» TASK DIRECTIONS: Your answer should be one number: the count of lines in the records that include the word "Copy".

Stored data:
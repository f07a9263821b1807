//! Pluggable batch-file writers.
//!
//! A [`Marshaller`] owns the byte stream of one batch file: NDJSON (the
//! engine's working format), flattened NDJSON, CSV with a sorted header,
//! or Avro with a destination-supplied schema. Compression is layered
//! under the codec and finalized by [`Marshaller::flush`], which must be
//! idempotent because cleanup paths may flush again.

use crate::flatten::{flatten_object, FlattenError};
use crate::value::Object;
use serde::{Deserialize, Serialize};
use serde_json::Value;
use std::fmt;
use std::io::{self, BufWriter, Write};

/// Batch file serialization format.
#[derive(Debug, Clone, Copy, PartialEq, Eq, Hash, Serialize, Deserialize)]
#[serde(rename_all = "snake_case")]
pub enum FileFormat {
    Ndjson,
    FlatNdjson,
    Csv,
    Avro,
}

impl FileFormat {
    pub fn extension(self) -> &'static str {
        match self {
            Self::Ndjson | Self::FlatNdjson => ".ndjson",
            Self::Csv => ".csv",
            Self::Avro => ".avro",
        }
    }
}

impl fmt::Display for FileFormat {
    fn fmt(&self, f: &mut fmt::Formatter<'_>) -> fmt::Result {
        let s = match self {
            Self::Ndjson => "ndjson",
            Self::FlatNdjson => "flat_ndjson",
            Self::Csv => "csv",
            Self::Avro => "avro",
        };
        f.write_str(s)
    }
}

/// Batch file compression codec.
///
/// Avro is excluded: its container manages an internal codec, so the
/// Avro marshaller always reports `None` here.
#[derive(Debug, Clone, Copy, Default, PartialEq, Eq, Hash, Serialize, Deserialize)]
#[serde(rename_all = "snake_case")]
pub enum FileCompression {
    #[default]
    None,
    Zstd,
}

impl FileCompression {
    pub fn extension(self) -> &'static str {
        match self {
            Self::None => "",
            Self::Zstd => ".zst",
        }
    }
}

/// Marshalling failure.
#[derive(Debug, thiserror::Error)]
pub enum MarshalError {
    #[error("batch file io failed: {0}")]
    Io(#[from] io::Error),
    #[error("csv encoding failed: {0}")]
    Csv(#[from] csv::Error),
    #[error("avro encoding failed: {0}")]
    Avro(#[from] apache_avro::Error),
    #[error("json encoding failed: {0}")]
    Json(#[from] serde_json::Error),
    #[error(transparent)]
    Flatten(#[from] FlattenError),
    #[error("avro batch files require a schema at init")]
    MissingAvroSchema,
    #[error("marshaller is already finalized")]
    Finalized,
}

/// Writer over one batch file.
pub trait Marshaller: Send {
    /// Bind the marshaller to an output stream and emit the header or
    /// schema preamble if the format needs one. Subsequent calls are
    /// no-ops, so the append path can call this per object.
    fn init(
        &mut self,
        writer: Box<dyn Write + Send>,
        header: &[String],
        avro_schema: Option<&Value>,
    ) -> Result<(), MarshalError>;

    /// Append one object.
    fn marshal(&mut self, object: &Object) -> Result<(), MarshalError>;

    /// Finalize the stream, including any compression footer. Idempotent;
    /// the marshaller accepts no writes afterwards.
    fn flush(&mut self) -> Result<(), MarshalError>;

    fn format(&self) -> FileFormat;

    fn compression(&self) -> FileCompression;

    /// Whether line 0 of the file is a header rather than an event.
    fn need_header(&self) -> bool;

    /// File extension including the compression suffix.
    fn file_extension(&self) -> String {
        format!(
            "{}{}",
            self.format().extension(),
            self.compression().extension()
        )
    }

    /// Two marshallers produce interchangeable files iff format and
    /// compression match.
    fn equal(&self, other: &dyn Marshaller) -> bool {
        self.format() == other.format() && self.compression() == other.compression()
    }
}

/// Construct the marshaller for a format/compression pair.
pub fn new_marshaller(
    format: FileFormat,
    compression: FileCompression,
) -> Box<dyn Marshaller> {
    match format {
        FileFormat::Ndjson => Box::new(JsonMarshaller::new(false, compression)),
        FileFormat::FlatNdjson => Box::new(JsonMarshaller::new(true, compression)),
        FileFormat::Csv => Box::new(CsvMarshaller::new(compression)),
        FileFormat::Avro => Box::new(AvroMarshaller::new()),
    }
}

// ── Compressed sink ─────────────────────────────────────────────────

enum SinkWriter {
    Plain(BufWriter<Box<dyn Write + Send>>),
    Zstd(zstd::stream::write::Encoder<'static, BufWriter<Box<dyn Write + Send>>>),
}

impl SinkWriter {
    fn new(writer: Box<dyn Write + Send>, compression: FileCompression) -> io::Result<Self> {
        let buffered = BufWriter::new(writer);
        match compression {
            FileCompression::None => Ok(Self::Plain(buffered)),
            FileCompression::Zstd => Ok(Self::Zstd(zstd::stream::write::Encoder::new(
                buffered, 0,
            )?)),
        }
    }

    /// Flush buffers and write the compression footer.
    fn finish(self) -> io::Result<()> {
        match self {
            Self::Plain(mut w) => w.flush(),
            Self::Zstd(encoder) => encoder.finish()?.flush(),
        }
    }
}

impl Write for SinkWriter {
    fn write(&mut self, buf: &[u8]) -> io::Result<usize> {
        match self {
            Self::Plain(w) => w.write(buf),
            Self::Zstd(w) => w.write(buf),
        }
    }

    fn flush(&mut self) -> io::Result<()> {
        match self {
            Self::Plain(w) => w.flush(),
            Self::Zstd(w) => w.flush(),
        }
    }
}

// ── NDJSON ──────────────────────────────────────────────────────────

/// Newline-delimited JSON, optionally flattening each object pre-marshal.
pub struct JsonMarshaller {
    flatten: bool,
    compression: FileCompression,
    writer: Option<SinkWriter>,
    finalized: bool,
}

impl JsonMarshaller {
    pub fn new(flatten: bool, compression: FileCompression) -> Self {
        Self {
            flatten,
            compression,
            writer: None,
            finalized: false,
        }
    }
}

impl Marshaller for JsonMarshaller {
    fn init(
        &mut self,
        writer: Box<dyn Write + Send>,
        _header: &[String],
        _avro_schema: Option<&Value>,
    ) -> Result<(), MarshalError> {
        if self.finalized {
            return Err(MarshalError::Finalized);
        }
        if self.writer.is_none() {
            self.writer = Some(SinkWriter::new(writer, self.compression)?);
        }
        Ok(())
    }

    fn marshal(&mut self, object: &Object) -> Result<(), MarshalError> {
        let writer = self.writer.as_mut().ok_or(MarshalError::Finalized)?;
        if self.flatten {
            let flat = flatten_object(object)?;
            serde_json::to_writer(&mut *writer, &flat)?;
        } else {
            serde_json::to_writer(&mut *writer, object)?;
        }
        writer.write_all(b"\n")?;
        Ok(())
    }

    fn flush(&mut self) -> Result<(), MarshalError> {
        if let Some(writer) = self.writer.take() {
            writer.finish()?;
        }
        self.finalized = true;
        Ok(())
    }

    fn format(&self) -> FileFormat {
        if self.flatten {
            FileFormat::FlatNdjson
        } else {
            FileFormat::Ndjson
        }
    }

    fn compression(&self) -> FileCompression {
        self.compression
    }

    fn need_header(&self) -> bool {
        false
    }
}

// ── CSV ─────────────────────────────────────────────────────────────

/// CSV with a header row; column order is the sorted column set fixed at
/// init. Missing keys serialize empty, unlisted keys are dropped.
pub struct CsvMarshaller {
    compression: FileCompression,
    writer: Option<csv::Writer<SinkWriter>>,
    fields: Vec<String>,
    finalized: bool,
}

impl CsvMarshaller {
    pub fn new(compression: FileCompression) -> Self {
        Self {
            compression,
            writer: None,
            fields: Vec::new(),
            finalized: false,
        }
    }

    fn render(value: Option<&Value>) -> String {
        match value {
            None | Some(Value::Null) => String::new(),
            Some(Value::String(s)) => s.clone(),
            Some(Value::Bool(b)) => b.to_string(),
            Some(Value::Number(n)) => n.to_string(),
            Some(other) => serde_json::to_string(other).unwrap_or_default(),
        }
    }
}

impl Marshaller for CsvMarshaller {
    fn init(
        &mut self,
        writer: Box<dyn Write + Send>,
        header: &[String],
        _avro_schema: Option<&Value>,
    ) -> Result<(), MarshalError> {
        if self.finalized {
            return Err(MarshalError::Finalized);
        }
        if self.writer.is_none() {
            let sink = SinkWriter::new(writer, self.compression)?;
            let mut csv_writer = csv::WriterBuilder::new().from_writer(sink);
            csv_writer.write_record(header)?;
            self.fields = header.to_vec();
            self.writer = Some(csv_writer);
        }
        Ok(())
    }

    fn marshal(&mut self, object: &Object) -> Result<(), MarshalError> {
        let writer = self.writer.as_mut().ok_or(MarshalError::Finalized)?;
        let record: Vec<String> = self
            .fields
            .iter()
            .map(|field| Self::render(object.get(field)))
            .collect();
        writer.write_record(&record)?;
        Ok(())
    }

    fn flush(&mut self) -> Result<(), MarshalError> {
        if let Some(writer) = self.writer.take() {
            let sink = writer
                .into_inner()
                .map_err(|e| io::Error::new(io::ErrorKind::Other, e.to_string()))?;
            sink.finish()?;
        }
        self.finalized = true;
        Ok(())
    }

    fn format(&self) -> FileFormat {
        FileFormat::Csv
    }

    fn compression(&self) -> FileCompression {
        self.compression
    }

    fn need_header(&self) -> bool {
        true
    }
}

// ── Avro ────────────────────────────────────────────────────────────

/// Avro object container file. Records are buffered and written on
/// flush because the container writer borrows the schema for its whole
/// lifetime.
pub struct AvroMarshaller {
    schema: Option<apache_avro::Schema>,
    out: Option<Box<dyn Write + Send>>,
    buffered: Vec<Object>,
    finalized: bool,
}

impl AvroMarshaller {
    pub fn new() -> Self {
        Self {
            schema: None,
            out: None,
            buffered: Vec::new(),
            finalized: false,
        }
    }
}

impl Default for AvroMarshaller {
    fn default() -> Self {
        Self::new()
    }
}

impl Marshaller for AvroMarshaller {
    fn init(
        &mut self,
        writer: Box<dyn Write + Send>,
        _header: &[String],
        avro_schema: Option<&Value>,
    ) -> Result<(), MarshalError> {
        if self.finalized {
            return Err(MarshalError::Finalized);
        }
        if self.out.is_none() {
            let schema_json = avro_schema.ok_or(MarshalError::MissingAvroSchema)?;
            self.schema = Some(apache_avro::Schema::parse_str(&schema_json.to_string())?);
            self.out = Some(writer);
        }
        Ok(())
    }

    fn marshal(&mut self, object: &Object) -> Result<(), MarshalError> {
        if self.out.is_none() {
            return Err(MarshalError::Finalized);
        }
        self.buffered.push(object.clone());
        Ok(())
    }

    fn flush(&mut self) -> Result<(), MarshalError> {
        if let (Some(schema), Some(out)) = (self.schema.take(), self.out.take()) {
            let mut writer = apache_avro::Writer::new(&schema, out);
            for object in self.buffered.drain(..) {
                // Maps resolve into records against the container schema.
                let value = apache_avro::to_value(&object)?.resolve(&schema)?;
                writer.append(value)?;
            }
            let mut out = writer.into_inner()?;
            out.flush()?;
        }
        self.finalized = true;
        Ok(())
    }

    fn format(&self) -> FileFormat {
        FileFormat::Avro
    }

    fn compression(&self) -> FileCompression {
        FileCompression::None
    }

    fn need_header(&self) -> bool {
        false
    }
}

» EXERCISE ANSWER: 2